Il quesito sulla scheda gialla al referendum del 12 giugno, che si terrà insieme alle elezioni amministrative, riguarda la separazione delle funzioni tra giudici penali e pubblici ministeri.

Attenzione: non la separazione delle carriere, che presupporrebbe l’introduzione di due concorsi separati per svolgere il ruolo e forse anche due autonomi Consigli superiori. La separazione delle funzioni prevede solo di abrogare la norma di legge che permette al magistrato che abbia passato il concorso di passare, nel corso della sua carriera, da un ruolo all’altro.

Come funziona oggi

Attualmente, infatti, i magistrati hanno una carriera unica: fanno un unico concorso uguale per tutti e poi scelgono che funzione svolgere tra giudice penale, giudice civile e pubblico ministero. La scelta, che avviene sui posti vacanti, dipende dalla posizione in graduatoria del candidato che abbia superato il concorso, che spesso sceglie anche in base alla vicinanza geografica. Poi, in corso di carriera, i magistrati possono scegliere di passare da un ruolo all’altro fino a quattro volte. Secondo le statistiche ministeriali, la cosa avviene piuttosto di rado: ogni anno sono in media 19,5 i magistrati che passano da giudice a pm e 28,5 quelli che da pm passano alla funzione giudicante.

Le ragioni del sì

Al netto del risvolto pratico, l’obiettivo dei promotori del referendum è di raggiungere un primo stadio della separazione delle carriere tra pubblici ministeri e giudici, cominciando con l’eliminazione della possibilità di passare da una funzione all’altra. In questo modo, un neo-magistrato deve scegliere in che ruolo cimentarsi per l’intera vita professionale. L’unica possibilità di cambio rimarrebbe per i giudici, che comunque in corso di carriera possono rimanere in funzione giudicante ma passare dai tribunali penali a quelli civili.

Secondo i sostenitori del sì, questo primo passaggio farebbe in modo che il sistema giustizia si riequilibri. Questo perché non ci sarebbero più commistioni tra il magistrato che giudica – che deve essere imparziale rispetto sia all’accusa che alla difesa – e il magistrato che svolge le indagini e accusa. Oggi, invece, proprio il fatto di poter passare da un ruolo all’altro renderebbe troppo vicine due funzioni, che nel processo dovrebbero essere distanti. In questo modo il pubblico ministero sarebbe sullo stesso piano dell’avvocato, perché senza alcun legame professionale con il giudice del dibattimento o delle indagini preliminari.

Le ragioni del no

Secondo i contrari, invece, questa commistione non esiste.
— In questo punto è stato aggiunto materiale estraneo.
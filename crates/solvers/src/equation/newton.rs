//! Newton-Raphson for scalar root finding.
//!
//! Each iteration takes the tangent step
//!
//! ```text
//! x1 = x0 - f(x0) / f'(x0)
//! ```
//!
//! and stops once the step length `|x1 - x0|` is strictly below the
//! tolerance. The derivative comes from the [`Differentiable`] provider; wrap
//! a plain closure in [`CentralDifference`] when no analytic derivative is
//! available.
//!
//! A zero derivative fails with [`Error::DegenerateStep`]. When no starting
//! point is known, [`guess::newton_start`](super::guess::newton_start) offers
//! a heuristic one.
//!
//! [`CentralDifference`]: solvekit_core::CentralDifference

use solvekit_core::{Config, Differentiable, IterationRecord, Observer, Solution, Status};

use crate::finish::finish;

use super::{Action, Error, evaluate};

const METHOD: &str = "newton";

/// Finds a root of `f` starting from `x0`.
///
/// `iters` in the returned solution counts Newton steps taken. With
/// `max_iters == 0` the starting point is returned with an infinite error.
///
/// # Errors
///
/// Returns [`Error::DegenerateStep`] if `f'(x) == 0` at an iterate. Returns
/// [`Error::Function`] or [`Error::NonFiniteValue`] if an evaluation fails.
pub fn solve<F, Obs>(
    f: &F,
    x0: f64,
    config: &Config,
    mut observer: Obs,
) -> Result<Solution<f64>, Error>
where
    F: Differentiable,
    Obs: Observer<IterationRecord<f64>, Action>,
{
    let mut x = x0;
    let mut error = f64::INFINITY;

    for iter in 1..=config.max_iters() {
        let fx = evaluate::value(f, x)?;
        let slope = evaluate::slope(f, x)?;

        if slope == 0.0 {
            return Err(Error::DegenerateStep {
                best: x,
                iters: iter - 1,
            });
        }

        let next = x - fx / slope;
        error = (next - x).abs();
        x = next;

        if let Some(Action::StopEarly) = observer.observe(&IterationRecord::new(iter, x, error)) {
            return Ok(finish(METHOD, solution(Status::StoppedByObserver, x, error, iter)));
        }

        if error < config.tolerance() {
            return Ok(finish(METHOD, solution(Status::Converged, x, error, iter)));
        }
    }

    Ok(finish(
        METHOD,
        solution(Status::MaxIters, x, error, config.max_iters()),
    ))
}

/// Finds a root of `f` by Newton-Raphson without observer support.
///
/// # Errors
///
/// See [`solve`].
pub fn solve_unobserved<F: Differentiable>(
    f: &F,
    x0: f64,
    config: &Config,
) -> Result<Solution<f64>, Error> {
    solve(f, x0, config, ())
}

fn solution(status: Status, x: f64, error: f64, iters: usize) -> Solution<f64> {
    Solution {
        status,
        x,
        error,
        iters,
    }
}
Portato all’eccesso il ragionamento, infatti, bisognerebbe allora dividere anche i giudici dell’appello da quelli del primo grado, perchè la contiguità professionale potrebbe farli sempre scegliere in favore di confermare le sentenze emesse dai colleghi.

Inoltre, chi vota no ritiene che il quesito crei un rischio: isolare eccessivamente i pm, schiacciandoli a quel punto sulla polizia giudiziaria e poi anche sul potere esecutivo. Inoltre, limitando i passaggi, si ridurrebbe la possibilità di ogni magistrato di arricchire il proprio bagaglio di professionalità attraverso lo svolgimento di funzioni diverse.

A prescindere dall’esito del referendum, questo tema è toccato dalla riforma dell’ordinamento giudiziario in discussione al Senato il 15 giugno. Secondo il testo di riforma già approvato alla Camera, in ogni caso i decreti attuativi del ddl dovranno prevedere che il magistrato possa sì continuare a passare di funzioni, ma solo una volta nell’arco della sua vita professionale ed entro i primi 10 anni di carriera. In questo modo si eviterebbe che una scelta presa appena entrati in ruolo e magari per ragioni diverse dalla propensione ad una funzione rispetto all’altra diventi immodificabile per tutta la carriera del magistrato.